19.Jury. The jury is the supreme interpreter of the rules of the fight. The decisions of the jury are binding on the teams. The jury can remove the opponent's question, stop the report or opposition if they are delayed. The jury keeps the protocol of the fight on the board. If one of the teams does not agree with the decision made by the jury on the problem, it has the right to immediately demand an analysis of the situation with the participation of the senior in the league. After the start of the next round, the score of the previous round can no longer be changed.
Combat structure.
I round - Arithmetic mixture.
II round - Historical.
III round - Algebraic.
Stage IV - Fun tasks.
Stage V - Geometric.
Equipment.
2 tables for individual tasks; task cards; blank sheets for completing assignments, 2 sheets with coordinate axes; 2 calculators; posters with drawings of triangles, with the number 18446744073709551615.
Event preparation.
Choose a team (class) captain, come up with a name, team motto, prepare comic gifts for the opposing team. Put 2 tables on the stage, on which to put sheets for writing down the solution of individual tasks. Choose a jury from high school students and mathematics teachers.
Event progress.
Leading.
Why solemnity around?
Do you hear how quickly the speech fell silent?
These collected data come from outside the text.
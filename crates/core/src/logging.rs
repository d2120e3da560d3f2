//! Tracing subscriber setup for the `upsmon` binary.
//!
//! Two sinks: an append-only log file with one `timestamp - LEVEL - message`
//! line per event, and a regular fmt layer on stderr.
//!
//! Filter priority: `UPSMON_LOG`, then `RUST_LOG`, then `info`.

use std::fmt;
use std::fs::{File, OpenOptions};
use std::path::Path;
use std::sync::Mutex;

use tracing::{Event, Subscriber};
use tracing_subscriber::fmt::format::{DefaultFields, Writer};
use tracing_subscriber::fmt::{FmtContext, FormatEvent, FormatFields};
use tracing_subscriber::prelude::*;
use tracing_subscriber::registry::LookupSpan;
use tracing_subscriber::EnvFilter;

use crate::error::MonitorError;

pub const LOG_ENV: &str = "UPSMON_LOG";
const DEFAULT_DIRECTIVE: &str = "info";

/// `2026-10-18 14:03:07,512 - INFO - battery level: 87%`
#[derive(Debug, Clone, Copy, Default)]
pub struct LineFormat;

impl<S, N> FormatEvent<S, N> for LineFormat
where
    S: Subscriber + for<'a> LookupSpan<'a>,
    N: for<'a> FormatFields<'a> + 'static,
{
    fn format_event(
        &self,
        ctx: &FmtContext<'_, S, N>,
        mut writer: Writer<'_>,
        event: &Event<'_>,
    ) -> fmt::Result {
        let now = chrono::Local::now().format("%Y-%m-%d %H:%M:%S,%3f");
        write!(writer, "{now} - {} - ", event.metadata().level())?;
        ctx.field_format().format_fields(writer.by_ref(), event)?;
        writeln!(writer)
    }
}

/// Layer appending [`LineFormat`] lines to `path`, creating the file if needed.
pub fn file_layer<S>(
    path: &Path,
) -> Result<tracing_subscriber::fmt::Layer<S, DefaultFields, LineFormat, Mutex<File>>, MonitorError>
where
    S: Subscriber + for<'a> LookupSpan<'a>,
{
    let file = OpenOptions::new()
        .create(true)
        .append(true)
        .open(path)
        .map_err(|source| MonitorError::LogFile {
            path: path.to_path_buf(),
            source,
        })?;
    Ok(tracing_subscriber::fmt::layer()
        .with_ansi(false)
        .event_format(LineFormat)
        .with_writer(Mutex::new(file)))
}

/// Install the global subscriber. Call once, before anything logs.
pub fn init(log_file: &Path) -> Result<(), MonitorError> {
    let stderr_layer = tracing_subscriber::fmt::layer()
        .with_writer(std::io::stderr)
        .with_target(false);

    tracing_subscriber::registry()
        .with(build_env_filter())
        .with(file_layer(log_file)?)
        .with(stderr_layer)
        .try_init()
        .map_err(|e| MonitorError::LogInit(e.to_string()))
}

fn build_env_filter() -> EnvFilter {
    if let Ok(directives) = std::env::var(LOG_ENV)
        && let Ok(filter) = EnvFilter::try_new(&directives)
    {
        return filter;
    }
    EnvFilter::try_from_default_env().unwrap_or_else(|_| EnvFilter::new(DEFAULT_DIRECTIVE))
}
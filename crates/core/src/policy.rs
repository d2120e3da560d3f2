//! Per-cycle decision policy.
//!
//! Evaluation looks only at the current snapshot and the thresholds. There
//! is no memory of earlier cycles, so a sustained outage repeats the same
//! notices every interval and a return to line power produces none.

use crate::config::MonitorCfg;
use crate::status::StatusSnapshot;

/// Announcement sent by the shutdown path right before halting the host.
pub const SHUTDOWN_ANNOUNCEMENT: &str = "Shutting down the system due to low battery.";

#[derive(Debug, Clone, Copy, PartialEq, Eq)]
pub struct Policy {
    /// Charge (percent) strictly below which the host is shut down.
    pub low_battery_threshold: u8,
}

impl Policy {
    pub fn from_cfg(cfg: &MonitorCfg) -> Self {
        Self {
            low_battery_threshold: cfg.low_battery_threshold,
        }
    }
}

impl Default for Policy {
    fn default() -> Self {
        Self::from_cfg(&MonitorCfg::default())
    }
}

/// A notification the policy wants sent.
#[derive(Debug, Clone, PartialEq, Eq)]
pub enum Notice {
    /// `OL` missing from the status flags.
    AbnormalStatus { status: String },
    /// `OB` present.
    PowerLoss { charge: u8 },
    /// Charge below threshold; always followed by the shutdown path.
    CriticalBattery { charge: u8 },
}

impl Notice {
    pub fn message(&self) -> String {
        match self {
            Self::AbnormalStatus { status } => {
                format!("Warning: UPS not on line power (status: {status})")
            }
            Self::PowerLoss { charge } => {
                format!("Power outage detected. Battery level: {charge}%")
            }
            Self::CriticalBattery { charge } => {
                format!("Warning: low battery level ({charge}%) - shutting down the system.")
            }
        }
    }
}

/// Outcome of evaluating one snapshot.
#[derive(Debug, Clone, PartialEq, Eq, Default)]
pub struct Evaluation {
    /// Notices in send order.
    pub notices: Vec<Notice>,
    /// Whether the shutdown path must run after the notices go out.
    pub shutdown: bool,
}

/// Decide what to send and whether to shut down.
///
/// Every check runs; they are not mutually exclusive. A snapshot whose
/// variables could not be fetched never triggers shutdown, since its charge
/// of 0 is a placeholder rather than a reading.
pub fn evaluate(snapshot: &StatusSnapshot, policy: &Policy) -> Evaluation {
    let mut eval = Evaluation::default();
    let charge = snapshot.battery_charge_percent;

    if !snapshot.is_on_line() {
        eval.notices.push(Notice::AbnormalStatus {
            status: snapshot.status_text().to_owned(),
        });
    }
    if snapshot.is_on_battery() {
        eval.notices.push(Notice::PowerLoss { charge });
    }
    if snapshot.is_reported() && charge < policy.low_battery_threshold {
        eval.notices.push(Notice::CriticalBattery { charge });
        eval.shutdown = true;
    }

    eval
}
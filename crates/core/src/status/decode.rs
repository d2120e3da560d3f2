use std::collections::{BTreeSet, HashMap};

use super::snapshot::{SnapshotSource, StatusSnapshot};

pub const BATTERY_CHARGE: &str = "battery.charge";
pub const BATTERY_RUNTIME: &str = "battery.runtime";
pub const UPS_STATUS: &str = "ups.status";

/// Decode a `LIST VAR` mapping into a snapshot.
///
/// Never fails: a missing or malformed field falls back to its default
/// (0 for numbers, no flags for status) and the cycle carries on.
pub fn decode(vars: &HashMap<String, String>) -> StatusSnapshot {
    let charge = parse_number(vars.get(BATTERY_CHARGE));
    let battery_charge_percent = match u8::try_from(charge) {
        Ok(pct) if pct <= 100 => pct,
        _ => {
            let clamped = charge.clamp(0, 100) as u8;
            tracing::warn!(
                reported = charge,
                clamped,
                "battery.charge outside 0-100, clamping"
            );
            clamped
        }
    };

    let runtime = parse_number(vars.get(BATTERY_RUNTIME));
    let runtime_remaining_secs = u64::try_from(runtime).unwrap_or_else(|_| {
        tracing::warn!(reported = runtime, "negative battery.runtime, using 0");
        0
    });

    let raw_status = vars.get(UPS_STATUS).cloned();
    let status_flags: BTreeSet<String> = raw_status
        .as_deref()
        .unwrap_or_default()
        .split_whitespace()
        .map(str::to_owned)
        .collect();

    StatusSnapshot {
        battery_charge_percent,
        runtime_remaining_secs,
        status_flags,
        raw_status,
        source: SnapshotSource::Reported,
    }
}

/// Integer value of a variable. Decimal renderings such as `"87.0"` are
/// truncated; absent or unparsable values are 0.
fn parse_number(raw: Option<&String>) -> i64 {
    let Some(raw) = raw.map(|s| s.trim()) else {
        return 0;
    };
    if let Ok(n) = raw.parse::<i64>() {
        return n;
    }
    match raw.parse::<f64>() {
        Ok(f) if f.is_finite() => f.trunc() as i64,
        _ => 0,
    }
}
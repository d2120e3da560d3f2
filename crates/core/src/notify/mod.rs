use std::sync::{Arc, Mutex};

mod webhook;

pub use webhook::WebhookNotifier;

/// Result of one delivery attempt. Never escalated; the caller logs it.
#[derive(Debug, Clone, PartialEq, Eq)]
pub enum NotifyOutcome {
    Delivered,
    /// Endpoint answered with a non-success status.
    Rejected { status: u16 },
    /// Transport error or timeout.
    Failed(String),
}

impl NotifyOutcome {
    pub fn is_delivered(&self) -> bool {
        matches!(self, Self::Delivered)
    }
}

/// Best-effort, at-most-once message sink.
#[async_trait::async_trait]
pub trait Notifier: Send + Sync {
    async fn send(&self, message: &str) -> NotifyOutcome;
}

/// Mock notifier for testing. Records every message and returns a fixed outcome.
#[derive(Debug, Clone)]
pub struct MockNotifier {
    sent: Arc<Mutex<Vec<String>>>,
    outcome: NotifyOutcome,
}

impl MockNotifier {
    pub fn new() -> Self {
        Self::with_outcome(NotifyOutcome::Delivered)
    }

    pub fn with_outcome(outcome: NotifyOutcome) -> Self {
        Self {
            sent: Arc::new(Mutex::new(Vec::new())),
            outcome,
        }
    }

    /// Messages received so far, in call order.
    pub fn sent(&self) -> Vec<String> {
        self.sent.lock().map(|m| m.clone()).unwrap_or_default()
    }
}

impl Default for MockNotifier {
    fn default() -> Self {
        Self::new()
    }
}

#[async_trait::async_trait]
impl Notifier for MockNotifier {
    async fn send(&self, message: &str) -> NotifyOutcome {
        if let Ok(mut sent) = self.sent.lock() {
            sent.push(message.to_owned());
        }
        self.outcome.clone()
    }
}

#[cfg(test)]
mod tests {
    use super::*;

    #[tokio::test]
    async fn mock_records_in_order() {
        let mock = MockNotifier::new();
        let shared = mock.clone();
        assert!(mock.send("first").await.is_delivered());
        mock.send("second").await;
        assert_eq!(shared.sent(), vec!["first", "second"]);
    }

    #[tokio::test]
    async fn mock_returns_configured_outcome() {
        let mock = MockNotifier::with_outcome(NotifyOutcome::Rejected { status: 503 });
        assert_eq!(mock.send("x").await, NotifyOutcome::Rejected { status: 503 });
        assert_eq!(mock.sent().len(), 1);
    }
}
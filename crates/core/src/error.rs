use std::path::PathBuf;

/// Error type for monitor setup and the collaborators it drives.
#[derive(Debug, thiserror::Error)]
pub enum MonitorError {
    #[error("invalid configuration: {0}")]
    Config(String),
    #[error("UPS {name} not found. Available UPS: {}", .available.join(", "))]
    UnknownUps { name: String, available: Vec<String> },
    #[error("cannot open log file {}: {source}", .path.display())]
    LogFile {
        path: PathBuf,
        #[source]
        source: std::io::Error,
    },
    #[error("logging already initialised: {0}")]
    LogInit(String),
    #[error("notifier setup failed: {0}")]
    Notifier(String),
    #[error("host halt failed: {0}")]
    Halt(String),
}

#[cfg(test)]
mod tests {
    use super::*;

    #[test]
    fn unknown_ups_lists_alternatives() {
        let err = MonitorError::UnknownUps {
            name: "Foo".into(),
            available: vec!["Bar".into(), "Baz".into()],
        };
        assert_eq!(err.to_string(), "UPS Foo not found. Available UPS: Bar, Baz");
    }
}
A guest appeared - the queen of all sciences,
And do not forget us the joy of these meetings.There is a rumor about mathematics
That she puts her mind in order,
Because good words
People often talk about her.You give us mathematics
To overcome hardship hardening.
Youth is learning with you
Develop both will and ingenuity,And for the fact that in creative work
Help out in difficult times
Today we sincerely to you
We send thunderous applause.
(Applause.)
Leading.
Math fight I open
I wish you all success
Think, think, don't yawn,
Quickly count everything in your mind!
Now let's get to know the teams.
(Captains present the name, motto, exchange comic gifts.)
Leading.
One, 2, 3, 4, 5, 6, 7, 8, 9, 10 -
Everything can be counted
Count, measure, weigh.How many seeds are in a tomato
How many boats on the sea
How many doors are in the room
In the lane - lanterns,How many stones are on the mountain
How much coal is in the yard.
How many corners are in the room
How many legs do sparrows haveHow many fingers are on the hands
How many toes are on the feet
How many benches in the garden
How many kopecks in a patch?
- I announce the beginning of the first round, which is called "Arithmetic mixture".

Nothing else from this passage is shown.